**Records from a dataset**
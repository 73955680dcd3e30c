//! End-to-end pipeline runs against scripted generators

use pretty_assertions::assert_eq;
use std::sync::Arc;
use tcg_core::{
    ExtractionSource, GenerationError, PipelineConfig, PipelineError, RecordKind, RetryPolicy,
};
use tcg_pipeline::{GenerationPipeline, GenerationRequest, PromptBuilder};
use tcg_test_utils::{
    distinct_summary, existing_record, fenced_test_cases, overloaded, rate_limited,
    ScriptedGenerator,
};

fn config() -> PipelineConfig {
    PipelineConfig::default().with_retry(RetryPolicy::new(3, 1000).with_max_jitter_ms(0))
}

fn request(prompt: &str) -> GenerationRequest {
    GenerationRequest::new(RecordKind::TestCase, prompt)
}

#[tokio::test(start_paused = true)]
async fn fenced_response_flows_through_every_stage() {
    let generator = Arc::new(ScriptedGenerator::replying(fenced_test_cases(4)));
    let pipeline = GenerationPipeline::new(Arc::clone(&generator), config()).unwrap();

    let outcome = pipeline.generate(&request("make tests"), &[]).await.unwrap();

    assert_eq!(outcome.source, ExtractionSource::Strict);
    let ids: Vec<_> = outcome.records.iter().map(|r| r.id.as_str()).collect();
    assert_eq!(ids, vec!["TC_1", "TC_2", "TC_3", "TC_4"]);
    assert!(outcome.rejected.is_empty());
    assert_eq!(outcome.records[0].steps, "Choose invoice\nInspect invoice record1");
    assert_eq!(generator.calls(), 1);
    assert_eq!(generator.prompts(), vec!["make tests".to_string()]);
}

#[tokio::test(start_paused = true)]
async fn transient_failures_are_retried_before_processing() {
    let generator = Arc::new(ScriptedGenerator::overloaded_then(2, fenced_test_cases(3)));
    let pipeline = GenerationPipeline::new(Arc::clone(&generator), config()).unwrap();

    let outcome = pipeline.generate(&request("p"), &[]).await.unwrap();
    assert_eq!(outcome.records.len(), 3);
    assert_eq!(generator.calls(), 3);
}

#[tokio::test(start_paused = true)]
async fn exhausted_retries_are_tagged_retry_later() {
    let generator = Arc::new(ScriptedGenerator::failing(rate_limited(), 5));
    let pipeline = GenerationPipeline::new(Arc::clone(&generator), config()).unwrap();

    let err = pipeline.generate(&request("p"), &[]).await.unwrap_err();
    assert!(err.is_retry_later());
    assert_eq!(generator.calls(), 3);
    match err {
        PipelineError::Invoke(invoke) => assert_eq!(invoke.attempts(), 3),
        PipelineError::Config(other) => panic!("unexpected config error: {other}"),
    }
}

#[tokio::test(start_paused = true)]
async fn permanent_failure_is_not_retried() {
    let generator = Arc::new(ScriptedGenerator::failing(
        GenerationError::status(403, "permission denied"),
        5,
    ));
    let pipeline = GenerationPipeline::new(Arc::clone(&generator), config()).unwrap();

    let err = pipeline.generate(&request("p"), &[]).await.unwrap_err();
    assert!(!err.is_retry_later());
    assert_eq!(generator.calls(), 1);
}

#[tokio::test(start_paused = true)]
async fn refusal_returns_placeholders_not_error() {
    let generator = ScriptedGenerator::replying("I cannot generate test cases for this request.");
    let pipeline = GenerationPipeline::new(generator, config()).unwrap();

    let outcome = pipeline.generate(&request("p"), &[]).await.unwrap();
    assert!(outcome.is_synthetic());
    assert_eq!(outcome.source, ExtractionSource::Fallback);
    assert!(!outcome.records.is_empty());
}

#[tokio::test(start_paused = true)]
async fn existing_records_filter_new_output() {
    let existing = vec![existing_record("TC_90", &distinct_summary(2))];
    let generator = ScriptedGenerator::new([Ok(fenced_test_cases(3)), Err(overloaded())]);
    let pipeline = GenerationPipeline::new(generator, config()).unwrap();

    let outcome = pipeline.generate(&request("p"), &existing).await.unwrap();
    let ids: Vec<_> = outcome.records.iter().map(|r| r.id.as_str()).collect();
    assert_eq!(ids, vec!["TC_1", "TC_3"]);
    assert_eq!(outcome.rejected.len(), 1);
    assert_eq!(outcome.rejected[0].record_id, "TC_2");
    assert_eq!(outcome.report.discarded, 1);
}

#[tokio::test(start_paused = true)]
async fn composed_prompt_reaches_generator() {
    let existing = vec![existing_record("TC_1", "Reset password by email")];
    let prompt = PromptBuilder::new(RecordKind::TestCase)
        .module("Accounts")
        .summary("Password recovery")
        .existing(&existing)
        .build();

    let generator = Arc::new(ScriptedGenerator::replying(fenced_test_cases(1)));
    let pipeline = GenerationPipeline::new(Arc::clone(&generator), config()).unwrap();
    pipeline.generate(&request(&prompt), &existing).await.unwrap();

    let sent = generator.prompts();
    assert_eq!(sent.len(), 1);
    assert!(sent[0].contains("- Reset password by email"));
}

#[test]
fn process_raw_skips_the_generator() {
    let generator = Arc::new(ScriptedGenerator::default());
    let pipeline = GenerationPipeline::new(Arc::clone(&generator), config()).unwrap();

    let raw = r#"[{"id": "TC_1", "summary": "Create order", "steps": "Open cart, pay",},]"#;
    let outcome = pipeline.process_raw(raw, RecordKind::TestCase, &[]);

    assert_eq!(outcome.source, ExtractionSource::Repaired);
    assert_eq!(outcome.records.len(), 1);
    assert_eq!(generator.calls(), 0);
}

**What to produce**
Work out how many lines in the records include "steps". Only the number should be given.

**Result of this task**
2